By 1819, two of the many visitors, in this case Robert Southey the Poet Laureate who visited with his friend Robert Telford – the architect for the expansion of Banff Harbour – described Wrack Woods: “the trees are surprisingly fine, considering how near they grow to the North Sea.” In fact, just a few years earlier, it had been described that Duff House grounds contained every type of tree known in the UK.
A description of many of the trees in Duff House grounds was written a hundred years later, in 1919, by Allan Mahood. He lists many of the trees near to the main track through what used to be the Pleasure Grounds – but gifted by the Duke of Fife twelves years earlier for the recreation of the local residents.
There was a huge Ash tree near Collie Gate – opposite what is now known as Collie Lodge, today marked by an area of stone setts; reportedly used to hang a spy in 1746 by the army on the way to Culloden. There were many Elm trees, including the much rarer Wych Elm. Beech trees, normal and copper versions; Sycamore including a variegated version. Several Maple varieties including Norway and small leaved Maple. Lime, various species of Oak, a line of very tall white Poplars just near Collie Gate and more unusual balsam Poplar with golden leaves down near the river. Several of these trees have not been found in the woods today.
There are still plenty of Horse Chestnuts in the woods, but there used to be Sweet Chestnuts although reportedly the fruit never ripened. But there were also less usual trees: a Dwarf Elder (known as “Danewort”), Noble Fir, Cypress, Douglas Fir, Himalayan Cedar; the list goes on. There is even a Sequoia Gigantea – still there today near Bridge of Alvah.

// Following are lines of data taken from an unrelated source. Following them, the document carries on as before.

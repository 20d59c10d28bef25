// Copyright (c) 2025, Jason Jenkins
// SPDX-License-Identifier: BSD-3-Clause

//! Measurement lines.
//!
//! A measurement line is two points on the same frame, in canonical pixels.
//! Its length is shown in meters when a scale is set, otherwise in pixels.

use crate::config::{
    LENGTH_UNIT_PREFIXES, SCIENTIFIC_NOTATION_LOWER_THRESHOLD,
    SCIENTIFIC_NOTATION_UPPER_THRESHOLD,
};
use crate::models::track::{Point, TrackVisibilityMode};
use crate::util::geometry::distance;

/// Two-point line drawn on a single frame.
#[derive(Debug, Clone, Copy, PartialEq)]
pub struct MeasurementLine {
    p1: Point,
    p2: Point,
    pub visibility: TrackVisibilityMode,
}

impl MeasurementLine {
    /// Build a line. Both points must be on the same frame.
    pub fn new(p1: Point, p2: Point, visibility: TrackVisibilityMode) -> Option<Self> {
        if p1.frame_index != p2.frame_index {
            return None;
        }
        Some(Self { p1, p2, visibility })
    }

    pub fn points(&self) -> [Point; 2] {
        [self.p1, self.p2]
    }

    /// Frame the line was defined on.
    pub fn frame_index(&self) -> u32 {
        self.p1.frame_index
    }

    pub fn pixel_length(&self) -> f64 {
        distance(self.p1.x, self.p1.y, self.p2.x, self.p2.y)
    }

    /// Whether the line is drawn when `current_frame` is shown.
    pub fn is_visible_at(&self, current_frame: u32) -> bool {
        self.visibility.shows(self.frame_index(), current_frame)
    }

    /// Length text: meters with a unit prefix when scaled, else pixels.
    pub fn length_label(&self, scale_m_per_px: Option<f64>) -> String {
        let length_px = self.pixel_length();
        match scale_m_per_px {
            Some(scale) => format_length(length_px * scale),
            None => format!("{:.1} px", length_px),
        }
    }
}

/// Format a length in meters with the most fitting unit prefix.
pub fn format_length(length_m: f64) -> String {
    if length_m == 0.0 {
        return "0 m".to_string();
    }
    let magnitude = length_m.abs();
    if magnitude >= SCIENTIFIC_NOTATION_UPPER_THRESHOLD
        || magnitude <= SCIENTIFIC_NOTATION_LOWER_THRESHOLD
    {
        return format!("{:.2e}", length_m);
    }

    for (factor, unit) in LENGTH_UNIT_PREFIXES {
        if magnitude < factor * 0.99 {
            continue;
        }
        let value = length_m / factor;
        let mut precision = if factor >= 1.0 {
            if value.abs() < 10.0 {
                2
            } else if value.abs() < 100.0 {
                1
            } else {
                0
            }
        } else if factor >= 1e-3 {
            if value.abs() < 100.0 {
                1
            } else {
                0
            }
        } else {
            0
        };
        // Whole numbers of ten or more read better without decimals
        if precision > 0 && value == value.floor() && value.abs() >= 10.0 {
            precision = 0;
        }
        return format!("{:.*} {}", precision, value, unit);
    }
    format!("{:.3} m", length_m)
}
// Copyright (c) 2025, Jason Jenkins
// SPDX-License-Identifier: BSD-3-Clause

//! CSV track files.
//!
//! A track file is a block of `# <key>: <value>` metadata lines, a fixed
//! header row, then one `track_id,frame_index,time_ms,x,y` row per point.
//! Coordinates are stored in whatever system and unit the metadata records;
//! converting them is the caller's job.
//!
//! The metadata block is scanned line by line; the header and rows go
//! through the `csv` reader, so quoted cells are accepted. Structural
//! problems abort the read with [`Error::Format`] carrying the 1-based line
//! number of the file. No partial result is returned.

use crate::config::{
    CSV_HEADER, CSV_METADATA_PREFIX, METER_DECIMALS, PIXEL_DECIMALS, TIME_DECIMALS,
};
use crate::error::{Error, Result};
use crate::models::scale::DisplayUnit;
use crate::models::track::RawPoint;
use csv::{ReaderBuilder, StringRecord, Trim, WriterBuilder};
use std::fs::File;
use std::io::{BufRead, BufReader, BufWriter, Cursor, Read, Write};
use std::path::Path;

/// Parsed contents of a track file.
#[derive(Debug, Clone, PartialEq, Default)]
pub struct TrackFile {
    /// Metadata pairs in file order
    pub metadata: Vec<(String, String)>,
    pub rows: Vec<RawPoint>,
}

impl TrackFile {
    /// Value of the first metadata entry named `key`.
    pub fn get(&self, key: &str) -> Option<&str> {
        self.metadata
            .iter()
            .find(|(k, _)| k == key)
            .map(|(_, v)| v.as_str())
    }

    pub fn contains_key(&self, key: &str) -> bool {
        self.get(key).is_some()
    }
}

/// Write a track file to `path`, replacing any existing file.
pub fn write_track_file(
    path: &Path,
    metadata: &[(String, String)],
    rows: &[RawPoint],
    units: DisplayUnit,
) -> Result<()> {
    let file = File::create(path)?;
    let mut writer = BufWriter::new(file);
    write_tracks(&mut writer, metadata, rows, units)?;
    writer.flush()?;
    log::info!("Wrote {} point(s) to {}", rows.len(), path.display());
    Ok(())
}

/// Write metadata, header and rows. Coordinate precision follows `units`.
pub fn write_tracks<W: Write>(
    writer: &mut W,
    metadata: &[(String, String)],
    rows: &[RawPoint],
    units: DisplayUnit,
) -> Result<()> {
    for (key, value) in metadata {
        writeln!(writer, "{}{}: {}", CSV_METADATA_PREFIX, key, value)?;
    }

    let coord_decimals = match units {
        DisplayUnit::Pixels => PIXEL_DECIMALS,
        DisplayUnit::Meters => METER_DECIMALS,
    };
    let mut csv_writer = WriterBuilder::new()
        .has_headers(false)
        .from_writer(&mut *writer);
    csv_writer
        .write_record(CSV_HEADER)
        .map_err(std::io::Error::from)?;
    for row in rows {
        csv_writer
            .write_record(&[
                row.track_id.to_string(),
                row.frame_index.to_string(),
                format!("{:.*}", TIME_DECIMALS, row.time_ms),
                format!("{:.*}", coord_decimals, row.x),
                format!("{:.*}", coord_decimals, row.y),
            ])
            .map_err(std::io::Error::from)?;
    }
    csv_writer.flush()?;
    Ok(())
}

/// Read and parse the track file at `path`.
pub fn read_track_file(path: &Path) -> Result<TrackFile> {
    let file = File::open(path)?;
    let parsed = parse_tracks(BufReader::new(file))?;
    log::info!(
        "Read {} metadata entries and {} row(s) from {}",
        parsed.metadata.len(),
        parsed.rows.len(),
        path.display()
    );
    Ok(parsed)
}

/// Parse a track file from any buffered reader.
pub fn parse_tracks<R: BufRead>(mut reader: R) -> Result<TrackFile> {
    let marker = CSV_METADATA_PREFIX.trim_end();
    let mut parsed = TrackFile::default();
    let mut line_number = 0;
    let mut line = String::new();

    // Metadata block, up to the first other non-blank line.
    let header_line = loop {
        line.clear();
        if reader.read_line(&mut line)? == 0 {
            return Err(Error::format(line_number.max(1), "missing header row"));
        }
        line_number += 1;
        let trimmed = line.trim();
        if trimmed.is_empty() {
            continue;
        }
        let Some(rest) = trimmed.strip_prefix(marker) else {
            break std::mem::take(&mut line);
        };
        match rest.split_once(':') {
            Some((key, value)) => parsed
                .metadata
                .push((key.trim().to_string(), value.trim().to_string())),
            None => log::debug!("Line {}: comment without key ignored", line_number),
        }
    };

    // csv positions count from the header line.
    let offset = line_number - 1;
    let header_text = header_line.trim().to_string();
    let mut csv_reader = ReaderBuilder::new()
        .has_headers(true)
        .flexible(true)
        .trim(Trim::All)
        .from_reader(Cursor::new(header_line.into_bytes()).chain(reader));

    let header = csv_reader
        .headers()
        .map_err(|e| csv_error(e, offset))?
        .clone();
    if !is_header(&header) {
        return Err(Error::format(
            offset + 1,
            format!(
                "expected header '{}', found '{}'",
                CSV_HEADER.join(","),
                header_text
            ),
        ));
    }

    for result in csv_reader.records() {
        let record = result.map_err(|e| csv_error(e, offset))?;
        let line_number = record
            .position()
            .map_or(offset + 1, |p| offset + p.line() as usize);
        if record.iter().all(str::is_empty) {
            continue;
        }
        if record.get(0).is_some_and(|cell| cell.starts_with(marker)) {
            let position = if parsed.rows.is_empty() {
                "after the header"
            } else {
                "after data rows"
            };
            return Err(Error::format(
                line_number,
                format!("metadata line found {}", position),
            ));
        }
        parsed.rows.push(parse_row(&record, line_number)?);
    }
    Ok(parsed)
}

/// Map a csv failure to a file line; I/O failures pass through.
fn csv_error(err: csv::Error, offset: usize) -> Error {
    let line = err
        .position()
        .map_or(offset + 1, |p| offset + p.line() as usize);
    let message = err.to_string();
    match err.into_kind() {
        csv::ErrorKind::Io(io) => Error::Io(io),
        _ => Error::format(line, message),
    }
}

/// Header comparison ignoring case and whitespace.
fn is_header(record: &StringRecord) -> bool {
    record.len() == CSV_HEADER.len()
        && record
            .iter()
            .map(normalize_cell)
            .zip(CSV_HEADER)
            .all(|(a, b)| a == b)
}

fn normalize_cell(cell: &str) -> String {
    cell.chars()
        .filter(|c| !c.is_whitespace())
        .flat_map(char::to_lowercase)
        .collect()
}

fn parse_row(record: &StringRecord, line_number: usize) -> Result<RawPoint> {
    if record.len() != CSV_HEADER.len() {
        return Err(Error::format(
            line_number,
            format!(
                "expected {} columns, found {}",
                CSV_HEADER.len(),
                record.len()
            ),
        ));
    }
    let cell = |index: usize| record.get(index).unwrap_or_default();

    let track_id: i64 = parse_cell(cell(0), CSV_HEADER[0], line_number)?;
    let frame_index: i64 = parse_cell(cell(1), CSV_HEADER[1], line_number)?;
    let time_ms: f64 = parse_cell(cell(2), CSV_HEADER[2], line_number)?;
    let x: f64 = parse_cell(cell(3), CSV_HEADER[3], line_number)?;
    let y: f64 = parse_cell(cell(4), CSV_HEADER[4], line_number)?;

    if track_id <= 0 {
        return Err(Error::format(
            line_number,
            format!("track_id must be positive, found {}", track_id),
        ));
    }
    if frame_index < 0 {
        return Err(Error::format(
            line_number,
            format!("frame_index must not be negative, found {}", frame_index),
        ));
    }
    Ok(RawPoint::new(track_id, frame_index, time_ms, x, y))
}

fn parse_cell<T: std::str::FromStr>(cell: &str, column: &str, line_number: usize) -> Result<T> {
    cell.parse().map_err(|_| {
        Error::format(
            line_number,
            format!("invalid numeric value '{}' in column '{}'", cell, column),
        )
    })
}

#[cfg(test)]
mod tests {
    use super::*;

    fn parse(text: &str) -> Result<TrackFile> {
        parse_tracks(Cursor::new(text))
    }

    fn format_line(result: Result<TrackFile>) -> usize {
        match result {
            Err(Error::Format { line, .. }) => line,
            other => panic!("expected format error, got {:?}", other),
        }
    }

    #[test]
    fn test_write_precision() {
        let metadata = vec![("Data Units".to_string(), "px".to_string())];
        let rows = [RawPoint::new(1, 0, 1.0 / 3.0, 10.0, 20.123456)];
        let mut out = Vec::new();
        write_tracks(&mut out, &metadata, &rows, DisplayUnit::Pixels).unwrap();
        assert_eq!(
            String::from_utf8(out).unwrap(),
            "# Data Units: px\ntrack_id,frame_index,time_ms,x,y\n1,0,0.3333,10.0000,20.1235\n"
        );

        let mut out = Vec::new();
        write_tracks(&mut out, &[], &[RawPoint::new(2, 5, 200.0, 0.2, 0.4)], DisplayUnit::Meters)
            .unwrap();
        assert!(String::from_utf8(out)
            .unwrap()
            .ends_with("2,5,200.0000,0.200000,0.400000\n"));
    }

    #[test]
    fn test_parse_metadata_and_rows() {
        let parsed = parse(
            "# Frame Width: 640\n# Video Filename: a:b.mp4\n\n Track_ID, Frame_Index ,TIME_MS,x,y\r\n1,0,0.0,10.5,20\n\n2,3,120,1,2\n",
        )
        .unwrap();
        assert_eq!(parsed.get("Frame Width"), Some("640"));
        assert_eq!(parsed.get("Video Filename"), Some("a:b.mp4"));
        assert_eq!(
            parsed.rows,
            vec![
                RawPoint::new(1, 0, 0.0, 10.5, 20.0),
                RawPoint::new(2, 3, 120.0, 1.0, 2.0)
            ]
        );
    }

    #[test]
    fn test_quoted_header_and_cells() {
        let parsed = parse(
            "# FPS: 25\n\"track_id\",\"frame_index\",\"time_ms\",\"x\",\"y\"\n\"1\",\"0\",\"0.0\",\"10\",\"20\"\n",
        )
        .unwrap();
        assert_eq!(parsed.get("FPS"), Some("25"));
        assert_eq!(parsed.rows, vec![RawPoint::new(1, 0, 0.0, 10.0, 20.0)]);
    }

    #[test]
    fn test_row_errors_count_metadata_lines() {
        let text = "# FPS: 25\n\ntrack_id,frame_index,time_ms,x,y\n1,0,0,1,1\n1,1,40,x,1\n";
        assert_eq!(format_line(parse(text)), 5);
    }

    #[test]
    fn test_metadata_after_header_is_error() {
        assert_eq!(format_line(parse("track_id,frame_index,time_ms,x,y\n# FPS: 25\n")), 2);
        assert_eq!(
            format_line(parse("track_id,frame_index,time_ms,x,y\n1,0,0,1,1\n# FPS: 25\n")),
            3
        );
    }

    #[test]
    fn test_data_before_header_is_error() {
        assert_eq!(format_line(parse("# FPS: 25\n1,0,0,1,1\n")), 2);
    }

    #[test]
    fn test_missing_header_is_error() {
        assert!(matches!(parse("# FPS: 25\n"), Err(Error::Format { .. })));
        assert!(matches!(parse(""), Err(Error::Format { line: 1, .. })));
    }

    #[test]
    fn test_bad_rows_are_errors() {
        let header = "track_id,frame_index,time_ms,x,y\n";
        assert_eq!(format_line(parse(&format!("{header}1,0,0,1\n"))), 2);
        assert_eq!(format_line(parse(&format!("{header}1,0,0,abc,1\n"))), 2);
        assert_eq!(format_line(parse(&format!("{header}1,0,0,1,1\n0,0,0,1,1\n"))), 3);
        assert_eq!(format_line(parse(&format!("{header}1,-1,0,1,1\n"))), 2);
        assert_eq!(format_line(parse(&format!("{header}1,0.5,0,1,1\n"))), 2);
    }

    #[test]
    fn test_file_round_trip() {
        let dir = tempfile::tempdir().unwrap();
        let path = dir.path().join("tracks.csv");
        let metadata = vec![("FPS".to_string(), "25".to_string())];
        let rows = [RawPoint::new(1, 2, 80.0, 3.5, 4.25)];
        write_track_file(&path, &metadata, &rows, DisplayUnit::Pixels).unwrap();

        let parsed = read_track_file(&path).unwrap();
        assert_eq!(parsed.metadata, metadata);
        assert_eq!(parsed.rows, rows.to_vec());
    }

    #[test]
    fn test_missing_file_is_io_error() {
        let dir = tempfile::tempdir().unwrap();
        let result = read_track_file(&dir.path().join("absent.csv"));
        assert!(matches!(result, Err(Error::Io(_))));
    }
}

There were also several trees known as “Lord Fife’s Mapples” – in fact what was known then as the Pyrus Aria, now the Sorbus Aria. This is the Whitebeam; the exact variety is not known, but to bear fruit that is compared to apples suggests it may have been what was at that time the new cultivar “Magnifica”, with extra white undersides of leaves as described, and with larger fruit.
Clearly the Duff House woods were a magnificent arboretum and truly Pleasure Grounds!